--- INFORMATION GIVEN Enclosed Below ---

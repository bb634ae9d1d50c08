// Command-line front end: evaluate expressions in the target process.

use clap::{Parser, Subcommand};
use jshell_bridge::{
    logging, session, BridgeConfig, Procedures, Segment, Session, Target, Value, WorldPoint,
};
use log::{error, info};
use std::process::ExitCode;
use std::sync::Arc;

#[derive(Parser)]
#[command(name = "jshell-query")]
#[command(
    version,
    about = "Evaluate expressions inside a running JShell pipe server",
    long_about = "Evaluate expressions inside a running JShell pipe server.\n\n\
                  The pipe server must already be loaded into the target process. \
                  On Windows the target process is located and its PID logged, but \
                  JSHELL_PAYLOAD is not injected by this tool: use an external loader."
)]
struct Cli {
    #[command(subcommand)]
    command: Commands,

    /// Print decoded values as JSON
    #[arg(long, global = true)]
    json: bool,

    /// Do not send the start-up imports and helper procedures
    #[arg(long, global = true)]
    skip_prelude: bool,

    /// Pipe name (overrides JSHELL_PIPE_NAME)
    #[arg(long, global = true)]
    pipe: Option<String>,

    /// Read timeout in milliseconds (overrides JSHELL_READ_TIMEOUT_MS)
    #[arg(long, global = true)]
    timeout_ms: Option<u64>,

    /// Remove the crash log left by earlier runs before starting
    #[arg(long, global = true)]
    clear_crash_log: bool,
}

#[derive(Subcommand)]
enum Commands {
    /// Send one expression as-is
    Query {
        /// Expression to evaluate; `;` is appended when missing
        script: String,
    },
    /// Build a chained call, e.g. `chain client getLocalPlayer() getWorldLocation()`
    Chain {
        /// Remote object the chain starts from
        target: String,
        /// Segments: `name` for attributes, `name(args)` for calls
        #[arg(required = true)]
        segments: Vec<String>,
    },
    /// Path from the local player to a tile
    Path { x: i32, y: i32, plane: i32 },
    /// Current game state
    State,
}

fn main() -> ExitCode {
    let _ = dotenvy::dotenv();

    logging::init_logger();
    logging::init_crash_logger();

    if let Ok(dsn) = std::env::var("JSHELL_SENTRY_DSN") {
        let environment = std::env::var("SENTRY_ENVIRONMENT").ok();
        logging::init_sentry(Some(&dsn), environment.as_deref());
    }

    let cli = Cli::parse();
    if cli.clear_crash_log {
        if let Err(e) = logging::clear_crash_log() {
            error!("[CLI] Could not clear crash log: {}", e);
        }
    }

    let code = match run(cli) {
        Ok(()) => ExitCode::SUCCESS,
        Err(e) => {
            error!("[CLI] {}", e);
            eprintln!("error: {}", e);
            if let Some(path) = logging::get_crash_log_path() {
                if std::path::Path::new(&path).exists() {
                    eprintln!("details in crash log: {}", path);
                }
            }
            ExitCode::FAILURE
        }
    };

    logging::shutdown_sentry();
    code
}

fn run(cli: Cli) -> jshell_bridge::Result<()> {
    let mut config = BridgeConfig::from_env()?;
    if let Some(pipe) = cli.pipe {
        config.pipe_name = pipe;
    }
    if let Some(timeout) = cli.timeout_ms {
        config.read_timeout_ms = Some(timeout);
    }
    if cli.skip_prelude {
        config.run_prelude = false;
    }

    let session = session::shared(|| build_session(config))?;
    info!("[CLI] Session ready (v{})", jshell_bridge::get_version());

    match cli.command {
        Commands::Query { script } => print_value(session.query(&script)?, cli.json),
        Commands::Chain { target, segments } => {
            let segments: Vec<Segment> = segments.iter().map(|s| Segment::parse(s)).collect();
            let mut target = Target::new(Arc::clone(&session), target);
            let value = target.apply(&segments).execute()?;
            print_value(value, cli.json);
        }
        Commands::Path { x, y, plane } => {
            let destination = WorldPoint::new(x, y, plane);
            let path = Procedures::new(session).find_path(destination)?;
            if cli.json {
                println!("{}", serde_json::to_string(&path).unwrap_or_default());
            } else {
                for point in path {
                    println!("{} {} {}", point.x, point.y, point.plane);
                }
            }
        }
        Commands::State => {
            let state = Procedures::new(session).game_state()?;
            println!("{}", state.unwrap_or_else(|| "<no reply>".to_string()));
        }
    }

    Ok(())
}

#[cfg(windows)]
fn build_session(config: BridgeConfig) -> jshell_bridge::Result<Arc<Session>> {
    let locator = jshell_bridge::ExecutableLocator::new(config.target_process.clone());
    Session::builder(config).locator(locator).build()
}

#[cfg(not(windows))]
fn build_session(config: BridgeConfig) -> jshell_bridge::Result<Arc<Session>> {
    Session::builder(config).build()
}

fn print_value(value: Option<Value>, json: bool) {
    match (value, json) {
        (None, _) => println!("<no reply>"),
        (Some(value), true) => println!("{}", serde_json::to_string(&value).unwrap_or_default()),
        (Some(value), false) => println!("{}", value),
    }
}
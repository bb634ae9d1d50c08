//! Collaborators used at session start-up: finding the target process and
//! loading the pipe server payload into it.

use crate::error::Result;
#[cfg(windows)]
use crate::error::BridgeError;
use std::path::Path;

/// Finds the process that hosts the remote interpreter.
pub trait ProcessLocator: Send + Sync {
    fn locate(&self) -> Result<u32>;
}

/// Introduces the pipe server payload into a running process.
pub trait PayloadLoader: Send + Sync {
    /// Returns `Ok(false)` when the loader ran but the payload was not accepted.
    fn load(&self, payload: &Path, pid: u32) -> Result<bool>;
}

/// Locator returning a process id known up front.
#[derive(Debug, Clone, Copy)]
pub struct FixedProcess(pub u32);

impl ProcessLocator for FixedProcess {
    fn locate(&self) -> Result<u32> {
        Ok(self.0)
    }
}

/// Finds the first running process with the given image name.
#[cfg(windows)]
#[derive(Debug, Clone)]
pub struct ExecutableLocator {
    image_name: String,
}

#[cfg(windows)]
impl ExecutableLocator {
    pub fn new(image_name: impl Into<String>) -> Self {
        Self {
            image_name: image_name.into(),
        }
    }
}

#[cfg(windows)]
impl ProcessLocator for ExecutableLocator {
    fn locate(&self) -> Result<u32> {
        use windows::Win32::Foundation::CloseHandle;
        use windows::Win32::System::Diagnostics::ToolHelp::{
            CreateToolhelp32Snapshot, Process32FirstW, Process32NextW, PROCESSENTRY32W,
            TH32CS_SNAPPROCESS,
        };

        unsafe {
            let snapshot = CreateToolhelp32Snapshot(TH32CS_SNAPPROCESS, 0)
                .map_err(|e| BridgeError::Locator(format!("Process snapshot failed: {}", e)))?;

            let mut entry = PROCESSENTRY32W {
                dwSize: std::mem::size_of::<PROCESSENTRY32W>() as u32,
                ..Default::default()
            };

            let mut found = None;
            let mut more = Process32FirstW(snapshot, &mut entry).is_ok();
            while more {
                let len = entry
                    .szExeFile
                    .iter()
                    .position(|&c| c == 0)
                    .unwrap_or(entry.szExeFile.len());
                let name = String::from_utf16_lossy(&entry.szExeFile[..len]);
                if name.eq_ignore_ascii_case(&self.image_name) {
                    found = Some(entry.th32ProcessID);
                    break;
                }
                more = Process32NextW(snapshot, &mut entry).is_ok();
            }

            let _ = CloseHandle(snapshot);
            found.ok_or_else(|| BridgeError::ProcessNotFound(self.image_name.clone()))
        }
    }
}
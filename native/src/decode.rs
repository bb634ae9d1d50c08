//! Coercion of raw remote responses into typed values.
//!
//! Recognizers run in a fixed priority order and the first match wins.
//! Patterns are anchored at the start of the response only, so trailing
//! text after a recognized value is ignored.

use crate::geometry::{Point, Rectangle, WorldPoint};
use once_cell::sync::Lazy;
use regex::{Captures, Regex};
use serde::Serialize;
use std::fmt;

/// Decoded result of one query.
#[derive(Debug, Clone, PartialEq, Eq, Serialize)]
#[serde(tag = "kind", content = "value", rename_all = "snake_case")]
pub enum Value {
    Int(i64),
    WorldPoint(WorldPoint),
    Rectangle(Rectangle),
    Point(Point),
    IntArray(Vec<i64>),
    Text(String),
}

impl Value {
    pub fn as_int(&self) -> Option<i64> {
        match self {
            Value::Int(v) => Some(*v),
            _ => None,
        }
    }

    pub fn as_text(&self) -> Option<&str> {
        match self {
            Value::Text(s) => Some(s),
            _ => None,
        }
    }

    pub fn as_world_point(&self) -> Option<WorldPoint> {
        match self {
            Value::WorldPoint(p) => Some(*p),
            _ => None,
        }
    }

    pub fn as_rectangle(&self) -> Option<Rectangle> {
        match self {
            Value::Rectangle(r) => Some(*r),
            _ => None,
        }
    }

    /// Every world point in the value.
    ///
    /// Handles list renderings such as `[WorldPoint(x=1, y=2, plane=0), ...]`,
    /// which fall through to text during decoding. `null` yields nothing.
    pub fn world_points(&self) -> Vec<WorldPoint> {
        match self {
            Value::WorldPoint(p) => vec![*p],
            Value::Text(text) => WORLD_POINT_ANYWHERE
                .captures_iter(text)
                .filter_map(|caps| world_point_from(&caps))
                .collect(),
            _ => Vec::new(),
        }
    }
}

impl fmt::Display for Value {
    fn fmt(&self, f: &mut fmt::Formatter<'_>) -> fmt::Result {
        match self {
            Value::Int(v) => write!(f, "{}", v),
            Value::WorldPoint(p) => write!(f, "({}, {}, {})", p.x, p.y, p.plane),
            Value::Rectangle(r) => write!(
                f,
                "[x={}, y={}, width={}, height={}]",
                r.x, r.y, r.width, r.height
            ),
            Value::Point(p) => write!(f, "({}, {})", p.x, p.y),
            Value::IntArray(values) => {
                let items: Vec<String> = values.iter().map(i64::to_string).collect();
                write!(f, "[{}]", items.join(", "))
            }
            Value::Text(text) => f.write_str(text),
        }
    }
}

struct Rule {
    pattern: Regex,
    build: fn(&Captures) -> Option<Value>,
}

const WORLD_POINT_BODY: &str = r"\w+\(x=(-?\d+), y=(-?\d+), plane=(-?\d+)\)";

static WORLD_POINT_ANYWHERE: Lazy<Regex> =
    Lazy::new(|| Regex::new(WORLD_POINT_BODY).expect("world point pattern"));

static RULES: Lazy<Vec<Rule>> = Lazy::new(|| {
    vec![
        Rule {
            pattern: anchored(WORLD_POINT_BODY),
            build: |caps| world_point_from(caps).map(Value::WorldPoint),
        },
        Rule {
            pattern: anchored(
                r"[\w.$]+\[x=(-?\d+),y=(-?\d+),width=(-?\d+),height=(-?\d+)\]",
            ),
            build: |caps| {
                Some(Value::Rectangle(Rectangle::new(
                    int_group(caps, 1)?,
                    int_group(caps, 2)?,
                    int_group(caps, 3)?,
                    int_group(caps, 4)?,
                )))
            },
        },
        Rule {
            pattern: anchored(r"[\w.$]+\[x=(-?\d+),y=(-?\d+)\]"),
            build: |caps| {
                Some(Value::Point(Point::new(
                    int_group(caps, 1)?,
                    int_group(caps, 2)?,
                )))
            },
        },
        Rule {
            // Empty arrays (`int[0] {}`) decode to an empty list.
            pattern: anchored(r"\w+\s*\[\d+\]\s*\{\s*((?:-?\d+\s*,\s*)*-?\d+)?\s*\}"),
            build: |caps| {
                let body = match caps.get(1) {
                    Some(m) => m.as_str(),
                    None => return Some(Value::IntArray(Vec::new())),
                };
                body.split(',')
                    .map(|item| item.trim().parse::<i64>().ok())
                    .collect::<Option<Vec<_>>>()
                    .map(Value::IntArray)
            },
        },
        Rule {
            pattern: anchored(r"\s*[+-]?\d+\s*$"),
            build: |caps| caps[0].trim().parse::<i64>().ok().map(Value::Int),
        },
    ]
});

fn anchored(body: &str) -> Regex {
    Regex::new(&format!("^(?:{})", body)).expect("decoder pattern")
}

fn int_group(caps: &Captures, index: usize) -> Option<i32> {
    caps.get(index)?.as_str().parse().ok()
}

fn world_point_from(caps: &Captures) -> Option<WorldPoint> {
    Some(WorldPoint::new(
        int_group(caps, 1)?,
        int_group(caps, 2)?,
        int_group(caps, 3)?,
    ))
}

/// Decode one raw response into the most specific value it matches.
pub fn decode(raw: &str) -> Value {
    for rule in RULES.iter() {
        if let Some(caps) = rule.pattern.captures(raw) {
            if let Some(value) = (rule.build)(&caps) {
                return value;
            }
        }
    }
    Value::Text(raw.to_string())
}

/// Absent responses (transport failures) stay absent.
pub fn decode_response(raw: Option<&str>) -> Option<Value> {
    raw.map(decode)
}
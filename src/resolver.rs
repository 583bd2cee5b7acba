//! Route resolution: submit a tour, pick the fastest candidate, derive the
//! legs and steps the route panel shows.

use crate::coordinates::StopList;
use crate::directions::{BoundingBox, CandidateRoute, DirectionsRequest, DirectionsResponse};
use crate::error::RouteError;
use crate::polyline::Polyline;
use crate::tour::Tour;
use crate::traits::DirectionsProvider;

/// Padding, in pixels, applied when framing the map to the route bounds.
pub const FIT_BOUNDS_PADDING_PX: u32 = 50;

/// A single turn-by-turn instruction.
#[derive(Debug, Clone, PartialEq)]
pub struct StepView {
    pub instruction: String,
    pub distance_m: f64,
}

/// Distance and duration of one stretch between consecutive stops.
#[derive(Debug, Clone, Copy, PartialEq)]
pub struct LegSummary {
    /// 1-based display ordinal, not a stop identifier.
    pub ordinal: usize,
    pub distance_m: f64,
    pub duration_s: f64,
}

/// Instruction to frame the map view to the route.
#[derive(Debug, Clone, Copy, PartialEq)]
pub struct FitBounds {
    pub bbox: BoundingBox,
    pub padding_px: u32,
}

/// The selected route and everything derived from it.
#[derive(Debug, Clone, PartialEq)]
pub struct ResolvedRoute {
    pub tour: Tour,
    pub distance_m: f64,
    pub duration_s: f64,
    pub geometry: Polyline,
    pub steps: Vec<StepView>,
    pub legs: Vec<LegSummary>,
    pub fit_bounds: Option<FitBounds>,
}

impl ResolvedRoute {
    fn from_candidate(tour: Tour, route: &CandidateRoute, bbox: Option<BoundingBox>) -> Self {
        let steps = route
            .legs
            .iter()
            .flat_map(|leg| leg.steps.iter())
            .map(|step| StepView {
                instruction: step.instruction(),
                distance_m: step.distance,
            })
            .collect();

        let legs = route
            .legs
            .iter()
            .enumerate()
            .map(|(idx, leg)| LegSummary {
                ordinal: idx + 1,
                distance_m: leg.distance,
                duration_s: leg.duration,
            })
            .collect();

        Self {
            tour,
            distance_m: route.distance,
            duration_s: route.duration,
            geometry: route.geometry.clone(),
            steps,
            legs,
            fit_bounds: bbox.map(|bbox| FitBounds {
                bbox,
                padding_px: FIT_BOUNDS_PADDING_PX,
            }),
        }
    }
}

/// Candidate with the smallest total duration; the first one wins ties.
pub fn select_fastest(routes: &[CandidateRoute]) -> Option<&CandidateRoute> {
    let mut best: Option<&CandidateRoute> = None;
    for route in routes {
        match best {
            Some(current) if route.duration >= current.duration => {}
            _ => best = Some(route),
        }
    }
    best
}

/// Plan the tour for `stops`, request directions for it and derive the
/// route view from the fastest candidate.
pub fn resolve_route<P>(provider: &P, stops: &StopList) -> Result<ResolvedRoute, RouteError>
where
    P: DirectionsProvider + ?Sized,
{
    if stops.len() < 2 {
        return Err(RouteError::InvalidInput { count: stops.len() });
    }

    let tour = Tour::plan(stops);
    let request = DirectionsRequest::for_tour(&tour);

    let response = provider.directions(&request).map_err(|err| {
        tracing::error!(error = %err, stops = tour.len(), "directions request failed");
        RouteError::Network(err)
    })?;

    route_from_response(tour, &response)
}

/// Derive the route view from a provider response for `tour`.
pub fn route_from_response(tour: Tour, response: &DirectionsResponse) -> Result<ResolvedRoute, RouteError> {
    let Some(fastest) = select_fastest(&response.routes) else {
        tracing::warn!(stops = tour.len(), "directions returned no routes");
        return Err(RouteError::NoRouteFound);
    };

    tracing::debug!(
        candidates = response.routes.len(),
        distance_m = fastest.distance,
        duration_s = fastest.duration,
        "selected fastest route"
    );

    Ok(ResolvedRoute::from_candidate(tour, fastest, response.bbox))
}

--- End of Enclosed INFORMATION GIVEN ---

**PROBLEM DETAILS:** Copy every line from the entries that contains the word "false".

**RESPONSE FOR THIS EXERCISE:**
        config.run_prelude = false;
        (Some(value), false) => println!("{}", value),
    /// Returns `Ok(false)` when the loader ran but the payload was not accepted.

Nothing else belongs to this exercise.